Work order
Among the entries that follow, find every line with the word "idle" and copy it.

[Dataset records]
------------

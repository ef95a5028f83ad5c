// Copyright 2025 Jonas Kruckenberg
//
// Licensed under the Apache License, Version 2.0, <LICENSE-APACHE or
// http://apache.org/licenses/LICENSE-2.0> or the MIT license <LICENSE-MIT or
// http://opensource.org/licenses/MIT>, at your option. This file may not be
// copied, modified, or distributed except according to those terms.

use core::fmt;

cfg_if::cfg_if! {
    if #[cfg(feature = "tick64")] {
        /// Raw width of the tick counter.
        pub type RawTick = u64;
        /// Signed counterpart of [`RawTick`], produced by [`Ticks::since`].
        pub type SignedTick = i64;
        pub(crate) type TickAtomic = core::sync::atomic::AtomicU64;
    } else {
        /// Raw width of the tick counter.
        pub type RawTick = u32;
        /// Signed counterpart of [`RawTick`], produced by [`Ticks::since`].
        pub type SignedTick = i32;
        pub(crate) type TickAtomic = core::sync::atomic::AtomicU32;
    }
}

static_assertions::assert_eq_size!(RawTick, SignedTick);

/// A point on the loop's tick counter.
///
/// The counter wraps, so `Ticks` deliberately does not implement `Ord`;
/// two instants are compared through the signed modular difference returned
/// by [`Ticks::since`]. That ordering is correct as long as no pending timer
/// spans more than half the counter range (2^31 ticks at the default width).
#[derive(Copy, Clone, Debug, Eq, PartialEq)]
pub struct Ticks(pub RawTick);

// === impl Ticks ===

impl Ticks {
    pub const ZERO: Self = Self(0);

    /// The instant `ticks` after `self`, wrapping at the counter width.
    #[inline]
    #[must_use]
    pub const fn wrapping_add(self, ticks: RawTick) -> Self {
        Self(self.0.wrapping_add(ticks))
    }

    /// Signed modular distance from `earlier` to `self`.
    ///
    /// Non-negative iff `self` is not earlier than `earlier`, treating
    /// wraparound as distance.
    #[inline]
    #[must_use]
    pub const fn since(self, earlier: Self) -> SignedTick {
        self.0.wrapping_sub(earlier.0).cast_signed()
    }
}

impl fmt::Display for Ticks {
    fn fmt(&self, f: &mut fmt::Formatter<'_>) -> fmt::Result {
        write!(f, "{}t", self.0)
    }
}

#[cfg(test)]
mod tests {
    use super::*;

    #[test]
    fn ordering_is_modular() {
        let before = Ticks(RawTick::MAX - 15);
        let after = before.wrapping_add(32);

        assert_eq!(after, Ticks(16));
        assert!(after.since(before) == 32);
        assert!(before.since(after) == -32);
    }

    #[test]
    fn equal_instants_have_zero_distance() {
        let t = Ticks(1234);
        assert_eq!(t.since(t), 0);
    }

    #[test]
    fn distance_is_signed_across_the_origin() {
        assert_eq!(Ticks(3).since(Ticks(RawTick::MAX)), 4);
        assert_eq!(Ticks(RawTick::MAX).since(Ticks(3)), -4);
    }
}
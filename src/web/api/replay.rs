use std::sync::atomic::Ordering;

use axum::{extract::State, http::StatusCode, Json};
use serde::Deserialize;
use utoipa::ToSchema;

use crate::history::{HistoryOutcome, HistoryRequest};
use crate::playback::{PlaybackEngine, PlaybackError, PlaybackFrame};
use crate::web::api::error::{ErrorResponse, ServiceError, ServiceResult};
use crate::web::state::AppState;

#[derive(Debug, Deserialize, ToSchema)]
pub struct SeekRequest {
    pub index: usize,
}

#[derive(Debug, Deserialize, ToSchema)]
pub struct SpeedRequest {
    pub multiplier: f64,
}

#[utoipa::path(
    post,
    path = "/api/replay",
    request_body = HistoryRequest,
    responses(
        (status = 200, description = "New replay session loaded", body = PlaybackFrame),
        (status = 400, description = "Invalid range", body = ErrorResponse),
        (status = 404, description = "No data for this range", body = ErrorResponse),
        (status = 409, description = "Superseded by a newer selection", body = ErrorResponse),
        (status = 502, description = "Backend unreachable", body = ErrorResponse)
    ),
    tag = "replay"
)]
pub async fn load(
    State(state): State<AppState>,
    Json(request): Json<HistoryRequest>,
) -> ServiceResult<Json<PlaybackFrame>> {
    // A new selection always ends the previous session, even if the query fails.
    let generation = {
        let mut replay = state.replay.lock().await;
        replay.take();
        state.replay_generation.fetch_add(1, Ordering::SeqCst) + 1
    };

    let outcome = state.history.fetch(&request).await?;
    let mut engine = state.new_engine();
    if !outcome.load_into(&mut engine) {
        return Err(ServiceError::NoData);
    }

    let mut replay = state.replay.lock().await;
    if state.replay_generation.load(Ordering::SeqCst) != generation {
        log::debug!(
            "dropping replay selection for {} superseded by a newer one",
            request.entity_id
        );
        return Err(ServiceError::Conflict(
            "superseded by a newer replay selection".into(),
        ));
    }
    let frame = engine.frame();
    *replay = Some(engine);
    Ok(Json(frame))
}

#[utoipa::path(
    get,
    path = "/api/replay",
    responses(
        (status = 200, description = "Current replay frame", body = PlaybackFrame),
        (status = 404, description = "No active replay", body = ErrorResponse)
    ),
    tag = "replay"
)]
pub async fn frame(State(state): State<AppState>) -> ServiceResult<Json<PlaybackFrame>> {
    with_engine(&state, |engine| Ok(engine.frame())).await
}

#[utoipa::path(
    delete,
    path = "/api/replay",
    responses(
        (status = 204, description = "Replay session discarded")
    ),
    tag = "replay"
)]
pub async fn discard(State(state): State<AppState>) -> StatusCode {
    if let Some(engine) = state.replay.lock().await.take() {
        log::info!("replay session {} discarded", engine.session_id());
    }
    StatusCode::NO_CONTENT
}

#[utoipa::path(
    post,
    path = "/api/replay/play",
    responses(
        (status = 200, description = "Playing", body = PlaybackFrame),
        (status = 404, description = "No active replay", body = ErrorResponse),
        (status = 409, description = "Not idle or paused", body = ErrorResponse)
    ),
    tag = "replay"
)]
pub async fn play(State(state): State<AppState>) -> ServiceResult<Json<PlaybackFrame>> {
    with_engine(&state, PlaybackEngine::play).await
}

#[utoipa::path(
    post,
    path = "/api/replay/pause",
    responses(
        (status = 200, description = "Paused", body = PlaybackFrame),
        (status = 404, description = "No active replay", body = ErrorResponse),
        (status = 409, description = "Not playing", body = ErrorResponse)
    ),
    tag = "replay"
)]
pub async fn pause(State(state): State<AppState>) -> ServiceResult<Json<PlaybackFrame>> {
    with_engine(&state, PlaybackEngine::pause).await
}

#[utoipa::path(
    post,
    path = "/api/replay/reset",
    responses(
        (status = 200, description = "Back to idle", body = PlaybackFrame),
        (status = 404, description = "No active replay", body = ErrorResponse)
    ),
    tag = "replay"
)]
pub async fn reset(State(state): State<AppState>) -> ServiceResult<Json<PlaybackFrame>> {
    with_engine(&state, PlaybackEngine::reset).await
}

#[utoipa::path(
    post,
    path = "/api/replay/seek",
    request_body = SeekRequest,
    responses(
        (status = 200, description = "Paused at index", body = PlaybackFrame),
        (status = 400, description = "Index out of range", body = ErrorResponse),
        (status = 404, description = "No active replay", body = ErrorResponse)
    ),
    tag = "replay"
)]
pub async fn seek(
    State(state): State<AppState>,
    Json(request): Json<SeekRequest>,
) -> ServiceResult<Json<PlaybackFrame>> {
    with_engine(&state, |engine| engine.seek(request.index)).await
}

#[utoipa::path(
    post,
    path = "/api/replay/speed",
    request_body = SpeedRequest,
    responses(
        (status = 200, description = "Speed changed", body = PlaybackFrame),
        (status = 400, description = "Speed not positive", body = ErrorResponse),
        (status = 404, description = "No active replay", body = ErrorResponse)
    ),
    tag = "replay"
)]
pub async fn speed(
    State(state): State<AppState>,
    Json(request): Json<SpeedRequest>,
) -> ServiceResult<Json<PlaybackFrame>> {
    with_engine(&state, |engine| engine.set_speed(request.multiplier)).await
}

async fn with_engine<F>(state: &AppState, action: F) -> ServiceResult<Json<PlaybackFrame>>
where
    F: FnOnce(&mut PlaybackEngine) -> Result<PlaybackFrame, PlaybackError>,
{
    let mut replay = state.replay.lock().await;
    let engine = replay.as_mut().ok_or(ServiceError::NoSession)?;
    Ok(Json(action(engine)?))
}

------------

Exercise solution
        (status = 409, description = "Not idle or paused", body = ErrorResponse)
        (status = 200, description = "Back to idle", body = PlaybackFrame),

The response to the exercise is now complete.